Masterclass ‘Show don’t tell’ , Hogeschool Windesheim, 060612
Docenten: Gertjan Aalders, Paul Gellings
Begonnen met voordracht van een hoofdstuk uit Verbrande schepen; daarna discussie over stijl en stijlkeuzes – aankomende journalistes en journalistes bleken zeer goed onderlegd te zijn! Vervolgens interactieve opdracht: het stileren van een kleurloze beginzin. De meesterstukjes van Trea, Jan en Jeroen werden bekroond met een exemplaar van De zomer van Icarus .
Beginzin: Gisteravond was ik laat nog in de stad. De sfeer en het weer waren niet goed.
Dieneke: Gezelligheid ten top gisteravond. De sfeer was goed, bier in overvloed, het is erg laat geworden.
Angenieta: Het regent. Achter mij hoor ik geschreeuw. Ik zie niemand. Achter mij alleen donkere en verlaten straten.
Alette: Het is laat. De stad voelt koud en kil aan. Een lange schaduw valt op de grond.
Jan Jaap: Achteromkijkend liep ik zo snel mogelijk van flikkerende lantarens naar droge portieken.
Melanie: Het is donker. De straten in de stad zijn leeg. Het regent pijpenstelen en ik wil naar huis.
Trea: Ik hoor slechts mijn eigen voetstappen echoën door de straat. Onzichtbare ogen volgen mij vanuit het natte struikgewas.
Jan: De motdruppels verdunnen de rode smaak van ijzer. De tweede klap zag ik komen, als laatste.
Gabriella: De laatste bus was al weg. Molotovcocktails knalden langs mijn oren. 2-0 had Nederland verloren.
Hilke: Verloren sjokte ik vannacht door de stad. Volkomen mistig in die grimmige steegjes daar.
Jessie: Dikke druppels vallen onaangenaam op mijn gezicht. Schichtig kijk ik in de duistere straten om mij heen.
Sigrid: Als een zwerfhond dwaal ik door de nacht. Storm en onheil hangen naderend in de lucht.
Anne: In het schemerlicht sloegen de kerkklokken elf keer.
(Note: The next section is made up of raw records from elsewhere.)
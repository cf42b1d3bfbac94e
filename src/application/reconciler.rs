use crate::config::EngineConfig;
use crate::domain::gateway::GatewayOutcome;
use crate::domain::ports::{GatewayAdapterRef, LedgerStoreRef, ReconciliationQueueRef};
use crate::domain::reconciliation::{ReconciliationEntry, RequiredAction};
use crate::domain::transaction::{Settlement, TransactionId, TransactionStatus};
use crate::error::{PaymentError, Result};
use chrono::{TimeDelta, Utc};
use std::collections::HashSet;
use std::time::Duration;
use tokio::sync::watch;
use tracing::{debug, error, info, warn};

/// Counts from one reconciliation pass.
#[derive(Debug, Clone, Copy, Default, PartialEq, Eq)]
pub struct ReconcileReport {
    /// Ledger rows re-queued by the sweep.
    pub recovered: usize,
    pub resolved: usize,
    pub retried: usize,
    pub remaining: usize,
}

/// Background worker that settles transactions the synchronous path could not.
///
/// For each queued entry it determines the terminal outcome (from the entry
/// itself for compensation and recorded acceptances, from the gateway
/// otherwise) and retries `LedgerStore::finalize` until it sticks, then
/// removes the entry. Each pass first sweeps the ledger for stale unresolved
/// rows that never made it onto the queue.
pub struct Reconciler {
    ledger: LedgerStoreRef,
    gateway: GatewayAdapterRef,
    queue: ReconciliationQueueRef,
    batch: usize,
    interval: Duration,
    stale_after: Duration,
}

impl Reconciler {
    pub fn new(
        ledger: LedgerStoreRef,
        gateway: GatewayAdapterRef,
        queue: ReconciliationQueueRef,
        config: &EngineConfig,
    ) -> Self {
        Self {
            ledger,
            gateway,
            queue,
            batch: config.reconcile_batch,
            interval: config.reconcile_interval,
            stale_after: config.stale_after,
        }
    }

    /// Sweeps the ledger, then processes up to one batch of queued entries.
    ///
    /// Per-entry queue failures are logged and left for the next pass.
    pub async fn run_once(&self) -> Result<ReconcileReport> {
        let mut report = ReconcileReport {
            recovered: self.sweep().await?,
            ..ReconcileReport::default()
        };

        for entry in self.queue.pending(self.batch).await? {
            let id = entry.transaction_id;
            match self.reconcile(&entry).await {
                Ok(status) => {
                    if let Err(e) = self.queue.remove(id).await {
                        error!(
                            transaction_id = %id,
                            error = %e,
                            "Reconciled but could not remove queue entry"
                        );
                        continue;
                    }
                    report.resolved += 1;
                    info!(
                        transaction_id = %id,
                        action = %entry.action,
                        status = %status,
                        attempts = entry.attempts + 1,
                        "Reconciled transaction"
                    );
                }
                Err(PaymentError::TransactionNotFound(_)) => {
                    error!(
                        transaction_id = %id,
                        action = %entry.action,
                        "Dropping reconciliation entry for unknown transaction"
                    );
                    if let Err(e) = self.queue.remove(id).await {
                        error!(transaction_id = %id, error = %e, "Could not drop queue entry");
                    }
                }
                Err(e) => {
                    report.retried += 1;
                    warn!(
                        transaction_id = %id,
                        action = %entry.action,
                        attempts = entry.attempts + 1,
                        error = %e,
                        "Reconciliation attempt failed, will retry"
                    );
                    if let Err(record_err) = self.queue.record_attempt(id, &e.to_string()).await {
                        error!(
                            transaction_id = %id,
                            error = %record_err,
                            "Could not record reconciliation attempt"
                        );
                    }
                }
            }
        }

        report.remaining = self.queue.pending(usize::MAX).await?.len();
        Ok(report)
    }

    /// Runs passes until the queue is empty or `max_passes` is reached.
    pub async fn drain(&self, max_passes: usize) -> Result<ReconcileReport> {
        let mut total = ReconcileReport::default();
        for _ in 0..max_passes {
            let report = self.run_once().await?;
            total.recovered += report.recovered;
            total.resolved += report.resolved;
            total.retried += report.retried;
            total.remaining = report.remaining;
            if report.remaining == 0 {
                break;
            }
        }
        Ok(total)
    }

    /// Loops on the configured interval until `shutdown` flips to `true` or
    /// its sender is dropped.
    pub async fn run(&self, mut shutdown: watch::Receiver<bool>) {
        let mut ticker = tokio::time::interval(self.interval);
        info!(interval = ?self.interval, batch = self.batch, "Reconciler started");

        loop {
            tokio::select! {
                _ = ticker.tick() => {
                    match self.run_once().await {
                        Ok(report) if report.resolved + report.retried + report.recovered > 0 => {
                            info!(
                                recovered = report.recovered,
                                resolved = report.resolved,
                                retried = report.retried,
                                remaining = report.remaining,
                                "Reconciliation pass complete"
                            );
                        }
                        Ok(_) => debug!("Reconciliation queue empty"),
                        Err(e) => error!(error = %e, "Reconciliation pass failed"),
                    }
                }
                changed = shutdown.changed() => {
                    if changed.is_err() || *shutdown.borrow() {
                        break;
                    }
                }
            }
        }

        info!("Reconciler stopped");
    }

    /// Queues stale PENDING and RECONCILING rows that have no entry, which
    /// happens when the orchestrator's hand-off write failed.
    async fn sweep(&self) -> Result<usize> {
        let Some(cutoff) = TimeDelta::from_std(self.stale_after)
            .ok()
            .and_then(|age| Utc::now().checked_sub_signed(age))
        else {
            return Ok(0);
        };

        let stale = self.ledger.unresolved(cutoff, self.batch).await?;
        if stale.is_empty() {
            return Ok(0);
        }
        let queued: HashSet<TransactionId> = self
            .queue
            .pending(usize::MAX)
            .await?
            .into_iter()
            .map(|entry| entry.transaction_id)
            .collect();

        let mut recovered = 0;
        for tx in stale.into_iter().filter(|tx| !queued.contains(&tx.id)) {
            let entry = match tx.status {
                TransactionStatus::Reconciling => ReconciliationEntry::new(
                    tx.id,
                    RequiredAction::Compensate,
                    "credit-back owed after gateway rejection",
                ),
                _ => ReconciliationEntry::new(
                    tx.id,
                    RequiredAction::QueryGateway,
                    "stale pending transaction",
                ),
            };
            warn!(
                transaction_id = %tx.id,
                user_id = tx.user_id,
                status = %tx.status,
                action = %entry.action,
                "Recovered unresolved transaction missing from the queue"
            );
            self.queue.enqueue(entry).await?;
            recovered += 1;
        }
        Ok(recovered)
    }

    async fn reconcile(&self, entry: &ReconciliationEntry) -> Result<TransactionStatus> {
        let id = entry.transaction_id;
        let settlement = match (entry.action, &entry.provider_reference) {
            (RequiredAction::Compensate, _) => Settlement::Failed {
                reason: entry.reason.clone(),
            },
            (RequiredAction::ConfirmSettlement, Some(provider_reference)) => {
                Settlement::Succeeded {
                    provider_reference: provider_reference.clone(),
                }
            }
            (RequiredAction::ConfirmSettlement, None) => match self.gateway.query(id).await {
                GatewayOutcome::Accepted { provider_reference } => {
                    Settlement::Succeeded { provider_reference }
                }
                // The charge was accepted once; never reverse it on a later answer.
                GatewayOutcome::Rejected { reason } | GatewayOutcome::Indeterminate { reason } => {
                    return Err(PaymentError::GatewayIndeterminate {
                        transaction_id: id,
                        reason,
                    });
                }
            },
            (RequiredAction::QueryGateway, _) => match self.gateway.query(id).await {
                GatewayOutcome::Accepted { provider_reference } => {
                    Settlement::Succeeded { provider_reference }
                }
                GatewayOutcome::Rejected { reason } => Settlement::Failed { reason },
                GatewayOutcome::Indeterminate { reason } => {
                    return Err(PaymentError::GatewayIndeterminate {
                        transaction_id: id,
                        reason,
                    });
                }
            },
        };

        match self.ledger.finalize(id, settlement).await {
            Ok(tx) => Ok(tx.status),
            // Someone else finished it; the credit-back was applied at most once.
            Err(PaymentError::AlreadyFinalized { status, .. }) => Ok(status),
            Err(e) => Err(e),
        }
    }
}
Doordrenkt door de vallende zware regen ging ik naar huis.
Matthijs: Doordrenkt door regen in de donkere stad had ik het gevoel mijn laatste wandeling te maken.
Jeroen: Wakker wordend ruik ik het direct: zwartgebakken frites, het brengt die fatale avond terug.
Mireille: Het plensde gisteravond. Vanonder mijn paraplu hoorde ik ze roddelen over mijn te grote rode regenjas.
Dennis: De klok slaat. Twaalf korte tikjes lijken zich als lange halen over de kille nacht te verspreiden.
André: De stad is dicht en alleen voor mij nog open. Natte bladeren waaien aan mijn even natte broekspijpen voorbij.
Chris: Ik ben de laatste op straat vandaag. Ik voel me koud, moe en gebroken.
Ilona: De uitsmijter duwt me hard in mijn rug. Buiten is de lucht koud en zwart. Met mijn ogen dicht schuifel ik weg.
Stefan: Gesloopt slenter ik het stadion van Charkov uit. Duizenden verzopen oranjefans in mineur naar huis.
Elin: Troosteloze regen. Een prima weergave van de gezelligheid gisteravond. Het was te laat.